Each record should be returned exactly as it is written.

(Stored data entries)
+++++
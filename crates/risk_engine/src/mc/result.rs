//! Simulation output types.

use crate::stats::{ConfidenceInterval, Percentiles, RiskMetrics, SampleSummary, Statistics};
use serde::{Deserialize, Serialize};
use std::collections::BTreeMap;

/// Result of one Monte Carlo simulation.
///
/// Only complete results are ever returned; a failed or timed-out run
/// yields an error instead.
#[derive(Clone, Debug, PartialEq, Serialize, Deserialize)]
pub struct SimulationResult {
    /// Scenario identity from the request.
    pub scenario_name: String,
    /// Iterations simulated.
    pub iterations: usize,
    /// Seed actually used; replaying it reproduces the result.
    pub seed: u64,
    /// Wall time of the pipeline on the worker.
    pub execution_time_seconds: f64,
    /// Descriptive statistics of the aggregate loss.
    pub statistics: Statistics,
    /// Percentile table.
    pub percentiles: Percentiles,
    /// Intervals keyed by level (`"95.0%"`).
    pub confidence_intervals: BTreeMap<String, ConfidenceInterval>,
    /// VaR, CVaR, expected shortfall and probability of loss.
    pub risk_metrics: RiskMetrics,
    /// Mean aggregate loss.
    pub annual_loss_expectancy: f64,
    /// ALE per day, or 0 when ALE is not positive.
    pub single_loss_expectancy: f64,
}

impl SimulationResult {
    /// Assembles a result from a statistics summary.
    pub fn from_summary(
        scenario_name: impl Into<String>,
        iterations: usize,
        seed: u64,
        execution_time_seconds: f64,
        summary: SampleSummary,
    ) -> Self {
        Self {
            scenario_name: scenario_name.into(),
            iterations,
            seed,
            execution_time_seconds,
            statistics: summary.statistics,
            percentiles: summary.percentiles,
            confidence_intervals: summary.confidence_intervals,
            risk_metrics: summary.risk_metrics,
            annual_loss_expectancy: summary.annual_loss_expectancy,
            single_loss_expectancy: summary.single_loss_expectancy,
        }
    }
}

/// Throughput rating of a benchmark run.
#[derive(Clone, Copy, Debug, PartialEq, Eq, Serialize, Deserialize)]
#[serde(rename_all = "SCREAMING_SNAKE_CASE")]
pub enum PerformanceRating {
    /// Finished inside the target.
    Excellent,
    /// Missed the target.
    NeedsOptimization,
}

/// Outcome of the fixed performance benchmark scenario.
#[derive(Clone, Debug, PartialEq, Serialize, Deserialize)]
pub struct BenchmarkReport {
    /// Iterations simulated.
    pub iterations: usize,
    /// Pipeline wall time.
    pub execution_time_seconds: f64,
    /// Throughput.
    pub iterations_per_second: f64,
    /// Rating against the target.
    pub performance_rating: PerformanceRating,
    /// True when the run finished inside the target.
    pub target_met: bool,
}

impl BenchmarkReport {
    /// Rates `result` against a wall-time target in seconds.
    pub fn from_result(result: &SimulationResult, target_seconds: f64) -> Self {
        let elapsed = result.execution_time_seconds;
        let target_met = elapsed < target_seconds;
        Self {
            iterations: result.iterations,
            execution_time_seconds: elapsed,
            iterations_per_second: result.iterations as f64 / elapsed.max(f64::EPSILON),
            performance_rating: if target_met {
                PerformanceRating::Excellent
            } else {
                PerformanceRating::NeedsOptimization
            },
            target_met,
        }
    }
}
+++++
# Output for this task
filename crates/risk_engine/src/mc/result.rs
//! Simulation output types.

use crate::stats::{ConfidenceInterval, Percentiles, RiskMetrics, SampleSummary, Statistics};
use serde::{Deserialize, Serialize};
use std::collections::BTreeMap;

/// Result of one Monte Carlo simulation.
///
/// Only complete results are ever returned; a failed or timed-out run
/// yields an error instead.
#[derive(Clone, Debug, PartialEq, Serialize, Deserialize)]
pub struct SimulationResult {
    /// Scenario identity from the request.
    pub scenario_name: String,
    /// Iterations simulated.
    pub iterations: usize,
    /// Seed actually used; replaying it reproduces the result.
    pub seed: u64,
    /// Wall time of the pipeline on the worker.
    pub execution_time_seconds: f64,
    /// Descriptive statistics of the aggregate loss.
    pub statistics: Statistics,
    /// Percentile table.
    pub percentiles: Percentiles,
    /// Intervals keyed by level (`"95.0%"`).
    pub confidence_intervals: BTreeMap<String, ConfidenceInterval>,
    /// VaR, CVaR, expected shortfall and probability of loss.
    pub risk_metrics: RiskMetrics,
    /// Mean aggregate loss.
    pub annual_loss_expectancy: f64,
    /// ALE per day, or 0 when ALE is not positive.
    pub single_loss_expectancy: f64,
}

impl SimulationResult {
    /// Assembles a result from a statistics summary.
    pub fn from_summary(
        scenario_name: impl Into<String>,
        iterations: usize,
        seed: u64,
        execution_time_seconds: f64,
        summary: SampleSummary,
    ) -> Self {
        Self {
            scenario_name: scenario_name.into(),
            iterations,
            seed,
            execution_time_seconds,
            statistics: summary.statistics,
            percentiles: summary.percentiles,
            confidence_intervals: summary.confidence_intervals,
            risk_metrics: summary.risk_metrics,
            annual_loss_expectancy: summary.annual_loss_expectancy,
            single_loss_expectancy: summary.single_loss_expectancy,
        }
    }
}

/// Throughput rating of a benchmark run.
#[derive(Clone, Copy, Debug, PartialEq, Eq, Serialize, Deserialize)]
#[serde(rename_all = "SCREAMING_SNAKE_CASE")]
pub enum PerformanceRating {
    /// Finished inside the target.
    Excellent,
    /// Missed the target.
    NeedsOptimization,
}

/// Outcome of the fixed performance benchmark scenario.
#[derive(Clone, Debug, PartialEq, Serialize, Deserialize)]
pub struct BenchmarkReport {
    /// Iterations simulated.
    pub iterations: usize,
    /// Pipeline wall time.
    pub execution_time_seconds: f64,
    /// Throughput.
    pub iterations_per_second: f64,
    /// Rating against the target.
    pub performance_rating: PerformanceRating,
    /// True when the run finished inside the target.
    pub target_met: bool,
}

impl BenchmarkReport {
    /// Rates `result` against a wall-time target in seconds.
    pub fn from_result(result: &SimulationResult, target_seconds: f64) -> Self {
        let elapsed = result.execution_time_seconds;
        let target_met = elapsed < target_seconds;
        Self {
            iterations: result.iterations,
            execution_time_seconds: elapsed,
            iterations_per_second: result.iterations as f64 / elapsed.max(f64::EPSILON),
            performance_rating: if target_met {
                PerformanceRating::Excellent
            } else {
                PerformanceRating::NeedsOptimization
            },
            target_met,
        }
    }
}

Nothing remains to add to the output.